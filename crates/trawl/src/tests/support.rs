//! Shared helpers for engine tests.

use std::fs;
use std::path::Path;
use std::sync::{Arc, Mutex};

use trawl_core::MatchResult;
use trawl_syntax::{Node, ParseResult, Parser, SupportedLanguage};

use crate::{FsTreeProvider, MatchResultSink, MatchingProcess, ProgressIndicator, WalkdirIndex, Workspace};

pub(super) fn parse(language: SupportedLanguage, source: &str) -> ParseResult {
    Parser::new(language)
        .expect("parser")
        .parse(source)
        .expect("parse")
}

/// A workspace whose index and provider are never consulted.
pub(super) fn memory_workspace() -> Workspace {
    Workspace::new(WalkdirIndex::new("."), FsTreeProvider)
}

pub(super) fn write_files(root: &Path, files: &[(&str, &str)]) {
    for (name, contents) in files {
        fs::write(root.join(name), contents).expect("write fixture");
    }
}

/// Every node below `node`, in pre-order, `node` included.
pub(super) fn all_nodes(node: Node<'_>) -> Vec<Node<'_>> {
    let mut nodes = vec![node];
    let mut cursor = node.walk();
    let children: Vec<_> = node.children(&mut cursor).collect();
    for child in children {
        nodes.extend(all_nodes(child));
    }
    nodes
}

pub(super) fn find_node<'t>(tree: &'t ParseResult, kind: &str, text: &str) -> Node<'t> {
    all_nodes(tree.root_node())
        .into_iter()
        .find(|node| node.kind() == kind && tree.text(*node) == text)
        .unwrap_or_else(|| panic!("no {kind} node with text {text:?}"))
}

pub(super) fn binding_texts(results: &[MatchResult], name: &str) -> Vec<String> {
    results
        .iter()
        .map(|result| {
            result
                .binding(name)
                .map(|binding| binding.text().to_owned())
                .unwrap_or_default()
        })
        .collect()
}

pub(super) fn file_names(paths: impl IntoIterator<Item = impl AsRef<Path>>) -> Vec<String> {
    paths
        .into_iter()
        .map(|path| {
            path.as_ref()
                .file_name()
                .map(|name| name.to_string_lossy().into_owned())
                .unwrap_or_default()
        })
        .collect()
}

/// Sink that pauses the search after its first match.
#[derive(Default)]
pub(super) struct PausingSink {
    pub(super) process: Option<MatchingProcess>,
    pub(super) matches: Vec<MatchResult>,
    pub(super) finished: usize,
}

impl MatchResultSink for PausingSink {
    fn new_match(&mut self, result: MatchResult) {
        self.matches.push(result);
        if self.matches.len() == 1 {
            if let Some(process) = &self.process {
                process.pause();
            }
        }
    }

    fn matching_finished(&mut self) {
        self.finished += 1;
    }

    fn set_matching_process(&mut self, process: MatchingProcess) {
        self.process = Some(process);
    }
}

/// Progress indicator that records every update.
#[derive(Default)]
pub(super) struct RecordingProgress {
    pub(super) updates: Mutex<Vec<(usize, usize)>>,
}

impl ProgressIndicator for RecordingProgress {
    fn set_progress(&self, scanned: usize, total: usize) {
        self.updates
            .lock()
            .expect("progress lock")
            .push((scanned, total));
    }

    fn set_text(&self, _text: &str) {}
}

/// Sink that reports progress through a shared indicator.
pub(super) struct ProgressSink {
    pub(super) progress: Arc<RecordingProgress>,
}

impl MatchResultSink for ProgressSink {
    fn new_match(&mut self, _result: MatchResult) {}

    fn progress_indicator(&self) -> Option<Arc<dyn ProgressIndicator>> {
        Some(Arc::clone(&self.progress) as Arc<dyn ProgressIndicator>)
    }
}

- - - - -

* _Task requirements_
Provide a count of the lines in the data above that include the word "ParseResult", stating the number alone.

* _Written response_
3